■ Directions for this task ■
Report every line below that has the string "validation" in it.

(Data extracted from a collection)

* * * * *

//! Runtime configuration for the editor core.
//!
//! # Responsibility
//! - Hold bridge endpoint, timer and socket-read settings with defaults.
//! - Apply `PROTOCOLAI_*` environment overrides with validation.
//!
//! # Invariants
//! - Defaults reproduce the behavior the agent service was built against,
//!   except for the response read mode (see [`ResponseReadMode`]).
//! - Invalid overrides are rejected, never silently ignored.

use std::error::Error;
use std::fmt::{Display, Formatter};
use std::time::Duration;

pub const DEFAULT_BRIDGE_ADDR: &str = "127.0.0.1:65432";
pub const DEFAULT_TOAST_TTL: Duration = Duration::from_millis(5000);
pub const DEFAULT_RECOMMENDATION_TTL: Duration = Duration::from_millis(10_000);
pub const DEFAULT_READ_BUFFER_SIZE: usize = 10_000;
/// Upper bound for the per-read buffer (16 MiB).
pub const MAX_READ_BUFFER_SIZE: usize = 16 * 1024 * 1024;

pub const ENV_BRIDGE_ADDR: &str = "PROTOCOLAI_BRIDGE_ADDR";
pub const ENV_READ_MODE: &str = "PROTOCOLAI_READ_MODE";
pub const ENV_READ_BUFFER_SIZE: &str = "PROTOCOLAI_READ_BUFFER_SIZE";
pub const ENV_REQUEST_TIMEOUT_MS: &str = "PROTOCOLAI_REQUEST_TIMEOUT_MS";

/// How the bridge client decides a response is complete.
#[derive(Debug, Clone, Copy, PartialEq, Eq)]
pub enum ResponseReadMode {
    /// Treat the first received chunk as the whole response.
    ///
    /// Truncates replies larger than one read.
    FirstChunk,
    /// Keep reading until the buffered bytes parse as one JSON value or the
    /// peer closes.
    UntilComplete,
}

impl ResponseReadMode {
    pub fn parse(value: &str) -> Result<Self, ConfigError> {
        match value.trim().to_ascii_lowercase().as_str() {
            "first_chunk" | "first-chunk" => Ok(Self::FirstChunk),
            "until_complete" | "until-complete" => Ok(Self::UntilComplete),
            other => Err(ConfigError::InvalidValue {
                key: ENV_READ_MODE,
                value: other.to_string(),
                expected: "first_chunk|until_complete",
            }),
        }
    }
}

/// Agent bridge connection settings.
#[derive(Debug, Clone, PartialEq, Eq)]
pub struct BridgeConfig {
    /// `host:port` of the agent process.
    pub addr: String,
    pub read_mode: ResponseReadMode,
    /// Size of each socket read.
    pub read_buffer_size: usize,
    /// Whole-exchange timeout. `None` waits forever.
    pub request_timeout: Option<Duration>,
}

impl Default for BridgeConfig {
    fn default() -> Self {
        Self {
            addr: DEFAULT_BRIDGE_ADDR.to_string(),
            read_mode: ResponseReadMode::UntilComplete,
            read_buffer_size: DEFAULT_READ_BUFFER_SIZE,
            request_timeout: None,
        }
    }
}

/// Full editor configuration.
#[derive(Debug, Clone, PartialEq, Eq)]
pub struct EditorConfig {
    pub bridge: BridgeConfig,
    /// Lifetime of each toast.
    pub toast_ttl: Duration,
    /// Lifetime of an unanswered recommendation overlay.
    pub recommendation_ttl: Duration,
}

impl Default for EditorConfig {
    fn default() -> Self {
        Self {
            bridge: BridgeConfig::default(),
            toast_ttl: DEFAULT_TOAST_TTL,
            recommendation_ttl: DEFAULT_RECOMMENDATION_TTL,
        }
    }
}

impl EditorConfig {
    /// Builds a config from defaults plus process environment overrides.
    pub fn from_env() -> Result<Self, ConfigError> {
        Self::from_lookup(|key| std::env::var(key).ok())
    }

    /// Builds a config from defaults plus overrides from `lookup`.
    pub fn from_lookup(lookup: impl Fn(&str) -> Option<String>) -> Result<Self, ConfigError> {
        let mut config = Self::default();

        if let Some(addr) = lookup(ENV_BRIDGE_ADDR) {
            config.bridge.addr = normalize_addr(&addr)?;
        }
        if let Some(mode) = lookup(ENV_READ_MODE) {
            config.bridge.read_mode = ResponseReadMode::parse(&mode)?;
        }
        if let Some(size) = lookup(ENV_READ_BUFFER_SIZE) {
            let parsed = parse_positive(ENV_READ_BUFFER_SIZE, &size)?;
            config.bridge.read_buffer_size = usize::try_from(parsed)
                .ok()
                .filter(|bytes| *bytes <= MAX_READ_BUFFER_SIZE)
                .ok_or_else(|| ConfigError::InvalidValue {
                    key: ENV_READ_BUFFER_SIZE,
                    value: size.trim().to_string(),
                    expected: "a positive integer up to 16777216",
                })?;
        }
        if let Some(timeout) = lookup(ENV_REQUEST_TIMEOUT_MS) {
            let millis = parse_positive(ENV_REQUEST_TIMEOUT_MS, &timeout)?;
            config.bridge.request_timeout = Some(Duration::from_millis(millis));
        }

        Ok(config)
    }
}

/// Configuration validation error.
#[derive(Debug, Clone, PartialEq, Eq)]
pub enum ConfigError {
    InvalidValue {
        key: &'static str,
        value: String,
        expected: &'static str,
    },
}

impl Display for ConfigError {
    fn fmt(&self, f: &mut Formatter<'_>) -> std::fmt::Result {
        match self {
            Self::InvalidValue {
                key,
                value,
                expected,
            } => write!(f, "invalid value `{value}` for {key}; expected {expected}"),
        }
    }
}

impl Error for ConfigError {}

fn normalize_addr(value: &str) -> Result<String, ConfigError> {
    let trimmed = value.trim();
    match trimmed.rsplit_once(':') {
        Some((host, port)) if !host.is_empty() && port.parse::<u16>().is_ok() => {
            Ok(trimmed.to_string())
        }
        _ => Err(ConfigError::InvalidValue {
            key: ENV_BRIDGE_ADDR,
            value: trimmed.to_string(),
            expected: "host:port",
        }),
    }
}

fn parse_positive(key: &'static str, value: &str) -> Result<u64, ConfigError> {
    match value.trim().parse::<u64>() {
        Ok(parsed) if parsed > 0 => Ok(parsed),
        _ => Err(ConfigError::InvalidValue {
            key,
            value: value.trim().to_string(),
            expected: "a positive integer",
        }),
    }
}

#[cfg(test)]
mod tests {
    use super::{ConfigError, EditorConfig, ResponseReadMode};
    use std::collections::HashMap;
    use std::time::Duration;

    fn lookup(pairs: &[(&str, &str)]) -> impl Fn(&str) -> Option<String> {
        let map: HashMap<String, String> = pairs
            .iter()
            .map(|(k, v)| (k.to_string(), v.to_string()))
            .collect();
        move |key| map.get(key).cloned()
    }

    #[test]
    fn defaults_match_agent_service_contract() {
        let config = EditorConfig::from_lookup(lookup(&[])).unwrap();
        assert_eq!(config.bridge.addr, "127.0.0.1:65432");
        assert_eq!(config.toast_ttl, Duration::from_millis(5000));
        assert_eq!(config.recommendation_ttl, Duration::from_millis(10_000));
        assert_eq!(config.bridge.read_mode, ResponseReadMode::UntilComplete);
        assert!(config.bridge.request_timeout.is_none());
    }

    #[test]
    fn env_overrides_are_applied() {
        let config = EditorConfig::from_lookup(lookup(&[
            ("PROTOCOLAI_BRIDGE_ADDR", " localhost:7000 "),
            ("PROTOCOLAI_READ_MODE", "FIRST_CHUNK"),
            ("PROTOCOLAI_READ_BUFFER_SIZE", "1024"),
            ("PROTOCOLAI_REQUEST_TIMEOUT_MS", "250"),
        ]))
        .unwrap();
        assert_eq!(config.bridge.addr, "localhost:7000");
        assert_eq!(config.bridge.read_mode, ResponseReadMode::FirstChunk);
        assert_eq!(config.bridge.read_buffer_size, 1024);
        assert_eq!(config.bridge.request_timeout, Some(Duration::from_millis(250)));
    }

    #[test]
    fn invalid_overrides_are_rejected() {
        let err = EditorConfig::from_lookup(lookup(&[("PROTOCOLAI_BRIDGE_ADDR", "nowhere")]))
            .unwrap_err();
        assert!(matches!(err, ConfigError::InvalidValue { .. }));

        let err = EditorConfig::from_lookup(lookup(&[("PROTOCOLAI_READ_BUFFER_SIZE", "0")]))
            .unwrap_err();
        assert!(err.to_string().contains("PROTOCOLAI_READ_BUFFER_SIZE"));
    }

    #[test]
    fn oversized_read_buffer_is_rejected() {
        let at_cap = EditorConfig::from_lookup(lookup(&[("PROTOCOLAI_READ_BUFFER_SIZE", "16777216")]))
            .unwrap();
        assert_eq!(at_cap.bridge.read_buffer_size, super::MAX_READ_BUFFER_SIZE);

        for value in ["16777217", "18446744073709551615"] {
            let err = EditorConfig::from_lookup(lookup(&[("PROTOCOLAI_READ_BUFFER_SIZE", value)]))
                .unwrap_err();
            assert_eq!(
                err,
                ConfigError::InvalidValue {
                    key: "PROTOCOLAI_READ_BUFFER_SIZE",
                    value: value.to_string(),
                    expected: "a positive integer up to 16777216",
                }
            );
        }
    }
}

* * * * *

■ Response area ■
//! - Apply `PROTOCOLAI_*` environment overrides with validation.
/// Configuration validation error.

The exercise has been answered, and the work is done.